Ülkemizde ev içi şiddetle mücadele konusunda atılmış en önemli adımlardan biri olan İstanbul Sözleşmesi'nden Türkiye'nin attığı imzanın çekilebileceği yönünde açıklamalar yapılmaktadır.
Medyaya hergün yansıyan haberlerden görüyoruz ki şiddet ve istismar, kadınlar ve çocuklar başta olmak üzere toplumda ötekileştirilmiş tüm kesimleri fazlasıyla etkilemekte, ayrıca bu şiddet çok yüksek oranda mağdurların yakınları tarafından gerçekleştirilmektedir.
İstanbul Sözleşmesi'nden yola çıkarak hazırlanan 6284 sayılı Ailenin Korunması ve Kadına Karşı Şiddetin Önlenmesine Dair Kanun ile yalnızca kadınlar değil ev içinde gerçekleşen şiddet ve istismara maruz kalan tüm bireyler korunmaktadır.
Ancak kimi çevrelerce, kadınların kendilerini savunma hatta hayatta kalma hakları, uzaklaştırma kararları nedeniyle "ailelerin parçalanmasına neden oluyor" gibi akıl almaz gerekçelerle çarpıtılarak, kadına şiddete katlanma zorunluluğu dayatılmakta ve İstanbul Sözleşmesine atılan imza kaldırılmak istenmektedir. Türkiye'de kadınların devlet koruması altındayken bile katledildiği gerçeği unutulmamalıdır.
Sözleşmede bahsi geçen toplumsal cinsiyet eşitliği de "örf, adet, kültür" gerekçe gösterilerek, yalnızca kadının değil, aslında toplumda ötekileştirilmiş tüm bireylerin "erkek egemen zihniyet" yapısı altında ezilmesi, güçsüz kılınarak, söz haklarıyla birlikte yaşam haklarının ellerinden alınması hedeflenmektedir.
2012 yılında yürürlüğe giren İstanbul Sözleşmesi, üzerinden sekiz sene geçmesine rağmen, yükümlülüklerin çok büyük bir kısmı zaten yerine getirilmeyerek, 6284 sayılı kanun da etkin bir şekilde uygulanmayarak, korunmaya çalışılan ataerkil düzenin şiddeti, evde, sokakta, medyada üstelik cezasız kalarak veya cezaları hafifletilip üstü kapalı şekilde desteklenerek, hızını kesmeden devam ettirilmektedir.

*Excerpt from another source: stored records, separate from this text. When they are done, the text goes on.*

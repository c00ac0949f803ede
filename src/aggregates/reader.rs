//! Read side of the aggregation store

use super::types::{
    AggregateSnapshot, CountSummary, InsertRate, KindCount, PopularSignature, RefreshLogEntry,
};
use crate::store::models::timestamp_to_datetime;
use rusqlite::{Connection, OptionalExtension};

pub struct AggregateReader<'a> {
    connection: &'a Connection,
}

impl<'a> AggregateReader<'a> {
    pub fn new(connection: &'a Connection) -> Self {
        AggregateReader { connection }
    }

    pub fn insert_rate(&self) -> rusqlite::Result<Vec<InsertRate>> {
        let mut stmt = self
            .connection
            .prepare("SELECT date, count FROM _aggregate_insert_rate ORDER BY date ASC")?;
        let rows = stmt.query_map([], |row| {
            Ok(InsertRate {
                date: row.get(0)?,
                count: row.get(1)?,
            })
        })?;
        rows.collect()
    }

    pub fn popular_on_github(&self) -> rusqlite::Result<Vec<PopularSignature>> {
        let mut stmt = self
            .connection
            .prepare("SELECT text, count FROM _aggregate_popular_on_github ORDER BY rank ASC")?;
        let rows = stmt.query_map([], |row| {
            Ok(PopularSignature {
                text: row.get(0)?,
                count: row.get(1)?,
            })
        })?;
        rows.collect()
    }

    pub fn kind_distribution(&self) -> rusqlite::Result<Vec<KindCount>> {
        let mut stmt = self
            .connection
            .prepare("SELECT kind, count FROM _aggregate_kind_distribution ORDER BY kind ASC")?;
        let rows = stmt.query_map([], |row| {
            Ok(KindCount {
                kind: row.get(0)?,
                count: row.get(1)?,
            })
        })?;
        rows.collect()
    }

    /// None until the first refresh has committed
    pub fn count_summary(&self) -> rusqlite::Result<Option<CountSummary>> {
        self.connection
            .query_row(
                "SELECT signature_count,
                        signature_count_github, signature_count_etherscan, signature_count_fourbyte,
                        average_daily_signature_insert_rate_last_week,
                        average_daily_signature_insert_rate_week_before_last
                 FROM _aggregate_count_summary WHERE id = 1",
                [],
                |row| {
                    Ok(CountSummary {
                        signature_count: row.get(0)?,
                        signature_count_github: row.get(1)?,
                        signature_count_etherscan: row.get(2)?,
                        signature_count_fourbyte: row.get(3)?,
                        average_daily_signature_insert_rate_last_week: row.get(4)?,
                        average_daily_signature_insert_rate_week_before_last: row.get(5)?,
                    })
                },
            )
            .optional()
    }

    /// Read all four aggregates from one refresh generation
    ///
    /// The reads share a single deferred transaction; under WAL that pins one
    /// snapshot, so a refresh committing mid-read is not observed.
    pub fn snapshot(&self) -> rusqlite::Result<AggregateSnapshot> {
        let tx = self.connection.unchecked_transaction()?;

        let snapshot = AggregateSnapshot {
            insert_rate: self.insert_rate()?,
            popular_on_github: self.popular_on_github()?,
            kind_distribution: self.kind_distribution()?,
            count_summary: self.count_summary()?,
        };

        tx.commit()?;
        Ok(snapshot)
    }

    pub fn refresh_log(&self) -> rusqlite::Result<Vec<RefreshLogEntry>> {
        let mut stmt = self.connection.prepare(
            "SELECT aggregate, refresh_count, refreshed_at
             FROM _aggregate_refresh_log ORDER BY aggregate ASC",
        )?;
        let rows = stmt.query_map([], |row| {
            let secs: i64 = row.get(2)?;
            Ok(RefreshLogEntry {
                aggregate: row.get(0)?,
                refresh_count: row.get(1)?,
                refreshed_at: timestamp_to_datetime(secs).map_err(|e| {
                    rusqlite::Error::FromSqlConversionFailure(
                        2,
                        rusqlite::types::Type::Integer,
                        Box::new(e),
                    )
                })?,
            })
        })?;
        rows.collect()
    }
}

#[cfg(test)]
mod tests {
    use super::*;
    use crate::store::apply_schema;

    #[test]
    fn test_empty_store_reads_empty() {
        let conn = Connection::open_in_memory().unwrap();
        apply_schema(&conn).unwrap();

        let snapshot = AggregateReader::new(&conn).snapshot().unwrap();
        assert!(snapshot.insert_rate.is_empty());
        assert!(snapshot.popular_on_github.is_empty());
        assert!(snapshot.kind_distribution.is_empty());
        assert!(snapshot.count_summary.is_none());
    }

    #[test]
    fn test_snapshot_serializes_with_api_field_names() {
        let conn = Connection::open_in_memory().unwrap();
        apply_schema(&conn).unwrap();
        conn.execute_batch(
            "INSERT INTO _aggregate_count_summary VALUES (1, 3, 2, 1, 0, 0, NULL, 0);
             INSERT INTO _aggregate_kind_distribution VALUES ('function', 3);",
        )
        .unwrap();

        let snapshot = AggregateReader::new(&conn).snapshot().unwrap();
        let json = serde_json::to_value(&snapshot).unwrap();

        assert_eq!(json["count_summary"]["signature_count"], 3);
        assert!(json["count_summary"]["average_daily_signature_insert_rate_week_before_last"].is_null());
        assert_eq!(json["kind_distribution"][0]["kind"], "function");
    }
}
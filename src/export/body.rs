//! Streaming object bodies
//!
//! The extractor runs on the blocking pool and writes through a
//! [`BodyWriter`]; the sink reads the paired [`ObjectBody`] chunk by chunk.
//! The channel is bounded, so a slow destination holds the extractor back
//! instead of letting a whole table pile up in memory.
//!
//! A body is complete only once the writer calls [`BodyWriter::finish`]. A
//! writer that aborts, or is dropped unfinished, makes the reader fail, and
//! sinks never commit a failed body.

use futures::Stream;
use std::io::{self, Write};
use tokio::sync::mpsc;

/// Bytes buffered before a chunk is handed to the sink
pub const CHUNK_SIZE: usize = 64 * 1024;

/// Chunks in flight between extractor and sink
const CHANNEL_CAPACITY: usize = 4;

enum Frame {
    Data(Vec<u8>),
    End,
    Failed(io::Error),
}

/// Create a connected writer/body pair
pub fn object_body() -> (BodyWriter, ObjectBody) {
    let (sender, receiver) = mpsc::channel(CHANNEL_CAPACITY);
    let writer = BodyWriter {
        sender,
        buffer: Vec::with_capacity(CHUNK_SIZE),
        bytes: 0,
    };
    let body = ObjectBody {
        source: Source::Channel { receiver, done: false },
    };
    (writer, body)
}

/// Producer half; blocking, use it from the blocking pool or a plain thread
pub struct BodyWriter {
    sender: mpsc::Sender<Frame>,
    buffer: Vec<u8>,
    bytes: u64,
}

impl BodyWriter {
    fn send(&self, frame: Frame) -> io::Result<()> {
        self.sender.blocking_send(frame).map_err(|_| {
            io::Error::new(io::ErrorKind::BrokenPipe, "object body reader went away")
        })
    }

    fn send_buffered(&mut self) -> io::Result<()> {
        if self.buffer.is_empty() {
            return Ok(());
        }
        let chunk = std::mem::replace(&mut self.buffer, Vec::with_capacity(CHUNK_SIZE));
        self.send(Frame::Data(chunk))
    }

    /// Send the buffered tail and mark the body complete
    ///
    /// Returns the total number of bytes written.
    pub fn finish(mut self) -> io::Result<u64> {
        self.send_buffered()?;
        self.send(Frame::End)?;
        Ok(self.bytes)
    }

    /// Fail the body; the sink sees `error` instead of an end of stream
    pub fn abort(self, error: io::Error) {
        // A gone reader has already failed on its own
        let _ = self.send(Frame::Failed(error));
    }
}

impl Write for BodyWriter {
    fn write(&mut self, buf: &[u8]) -> io::Result<usize> {
        self.buffer.extend_from_slice(buf);
        self.bytes += buf.len() as u64;
        if self.buffer.len() >= CHUNK_SIZE {
            self.send_buffered()?;
        }
        Ok(buf.len())
    }

    fn flush(&mut self) -> io::Result<()> {
        self.send_buffered()
    }
}

enum Source {
    Buffered(Option<Vec<u8>>),
    Channel {
        receiver: mpsc::Receiver<Frame>,
        done: bool,
    },
}

/// Consumer half, handed to [`ObjectSink::put`](super::sink::ObjectSink::put)
pub struct ObjectBody {
    source: Source,
}

impl ObjectBody {
    /// A body that is already in memory
    pub fn from_bytes(bytes: impl Into<Vec<u8>>) -> Self {
        ObjectBody {
            source: Source::Buffered(Some(bytes.into())),
        }
    }

    /// Next chunk, `Ok(None)` once the body is complete
    pub async fn next_chunk(&mut self) -> io::Result<Option<Vec<u8>>> {
        match &mut self.source {
            Source::Buffered(bytes) => Ok(bytes.take().filter(|b| !b.is_empty())),
            Source::Channel { done: true, .. } => Ok(None),
            Source::Channel { receiver, done } => match receiver.recv().await {
                Some(Frame::Data(chunk)) => Ok(Some(chunk)),
                Some(Frame::End) => {
                    *done = true;
                    Ok(None)
                }
                Some(Frame::Failed(error)) => {
                    *done = true;
                    Err(error)
                }
                None => {
                    *done = true;
                    Err(io::Error::new(
                        io::ErrorKind::UnexpectedEof,
                        "object body ended before it was finished",
                    ))
                }
            },
        }
    }

    /// Drain the whole body into memory
    pub async fn into_bytes(mut self) -> io::Result<Vec<u8>> {
        let mut out = Vec::new();
        while let Some(chunk) = self.next_chunk().await? {
            out.extend_from_slice(&chunk);
        }
        Ok(out)
    }

    pub fn into_stream(self) -> impl Stream<Item = io::Result<Vec<u8>>> + Send + 'static {
        futures::stream::try_unfold(self, |mut body| async move {
            Ok(body.next_chunk().await?.map(|chunk| (chunk, body)))
        })
    }
}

İstanbul Sözleşmesinden imzanın çekilmesi demek zaten etkin şekilde uygulanmayan 6284 sayılı kanunun da dayanak noktasını yok ederek değişiklik yoluna gidileceğinin ilk adımı olacaktır. Bu tehlikenin varlığı nedeniyle imzanın çekilmesinin düşünülmesi bile kabul edilemez.
Başta kadınlar ve çocuklar olmak üzere, ataaerkil yapıdan en çok zarar gören tüm kesimlerin özgürlükleri ve yaşam hakları tehdit edilemez.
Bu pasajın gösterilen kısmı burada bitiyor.